SOURCE INFORMATION START

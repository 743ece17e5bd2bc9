//! Named provisioning steps.
//!
//! Each step is a plain function over a [`StepContext`]. Steps report what
//! they did through [`StepOutcome`] and fail with [`StepError`]; whether a
//! failure stops the run is decided by the pipeline, not here.

pub mod netbios;
pub mod packages;
pub mod shell;
pub mod system;
pub mod webmin;

use serde::Serialize;
use thiserror::Error;

use crate::cli::Options;
use crate::config::Config;
use crate::download::DownloadError;
use crate::patch::{PatchError, PatchMode};
use crate::process::Cmd;
use crate::retry::{run_with_retry, RetryOutcome, RetryPolicy};
use crate::runner::CommandRunner;

/// Everything a step may use.
pub struct StepContext<'a> {
    pub options: &'a Options,
    pub config: &'a Config,
    pub runner: &'a mut dyn CommandRunner,
}

impl<'a> StepContext<'a> {
    pub fn new(options: &'a Options, config: &'a Config, runner: &'a mut dyn CommandRunner) -> Self {
        Self {
            options,
            config,
            runner,
        }
    }

    pub fn patch_mode(&self) -> PatchMode {
        if self.runner.is_dry_run() {
            PatchMode::DryRun
        } else {
            PatchMode::Write
        }
    }

    /// Run `cmd` with the configured retry budget; failure is an error.
    pub fn require(&mut self, cmd: Cmd) -> Result<(), StepError> {
        self.require_with(cmd, self.config.retry)
    }

    /// Run `cmd` exactly once; failure is an error.
    pub fn require_once(&mut self, cmd: Cmd) -> Result<(), StepError> {
        self.require_with(cmd, RetryPolicy::ONCE)
    }

    fn require_with(&mut self, cmd: Cmd, policy: RetryPolicy) -> Result<(), StepError> {
        match run_with_retry(&mut *self.runner, &cmd, policy) {
            RetryOutcome::Success { .. } => Ok(()),
            RetryOutcome::Failed { attempts, code } => Err(StepError::Command {
                command: cmd.to_string(),
                attempts,
                code,
            }),
        }
    }
}

/// How a step ended when it did not fail.
#[derive(Debug, Clone, Copy, PartialEq, Eq, Serialize)]
#[serde(rename_all = "snake_case")]
pub enum StepStatus {
    Ok,
    /// Target already in the desired state.
    Unchanged,
    /// Completed, but some best-effort part did not.
    Warn,
    Skipped,
    Failed,
}

#[derive(Debug, Clone, PartialEq, Eq)]
pub struct StepOutcome {
    pub status: StepStatus,
    pub detail: Option<String>,
}

impl StepOutcome {
    pub fn ok() -> Self {
        Self {
            status: StepStatus::Ok,
            detail: None,
        }
    }

    fn with(status: StepStatus, detail: impl Into<String>) -> Self {
        Self {
            status,
            detail: Some(detail.into()),
        }
    }

    pub fn done(detail: impl Into<String>) -> Self {
        Self::with(StepStatus::Ok, detail)
    }

    pub fn unchanged(detail: impl Into<String>) -> Self {
        Self::with(StepStatus::Unchanged, detail)
    }

    pub fn warn(detail: impl Into<String>) -> Self {
        Self::with(StepStatus::Warn, detail)
    }

    pub fn skipped(detail: impl Into<String>) -> Self {
        Self::with(StepStatus::Skipped, detail)
    }

    /// `Warn` listing `warnings` if there are any, `ok` otherwise.
    pub fn from_warnings(warnings: Vec<String>, ok: Self) -> Self {
        if warnings.is_empty() {
            ok
        } else {
            Self::warn(warnings.join("; "))
        }
    }
}

#[derive(Debug, Error)]
pub enum StepError {
    #[error("`{command}` failed after {attempts} attempt(s) (exit code {code})")]
    Command {
        command: String,
        attempts: u32,
        code: i32,
    },

    #[error(transparent)]
    Download(#[from] DownloadError),

    #[error(transparent)]
    Patch(#[from] PatchError),
}

impl StepError {
    /// Process exit code when this error ends the run.
    ///
    /// Command failures propagate the command's own exit code.
    pub fn exit_code(&self) -> i32 {
        match self {
            StepError::Command { code, .. } if (1..=255).contains(code) => *code,
            _ => 1,
        }
    }
}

SOURCE INFORMATION END

WHAT YOU HAVE TO DO: Only an exact copy of the lines from the beginning of the listing through the line with "pub mod netbios;", both included, belongs in the answer.

EXERCISE RESPONSE:
repository 743ece17e5bd2bc9
//! Named provisioning steps.
//!
//! Each step is a plain function over a [`StepContext`]. Steps report what
//! they did through [`StepOutcome`] and fail with [`StepError`]; whether a
//! failure stops the run is decided by the pipeline, not here.

pub mod netbios;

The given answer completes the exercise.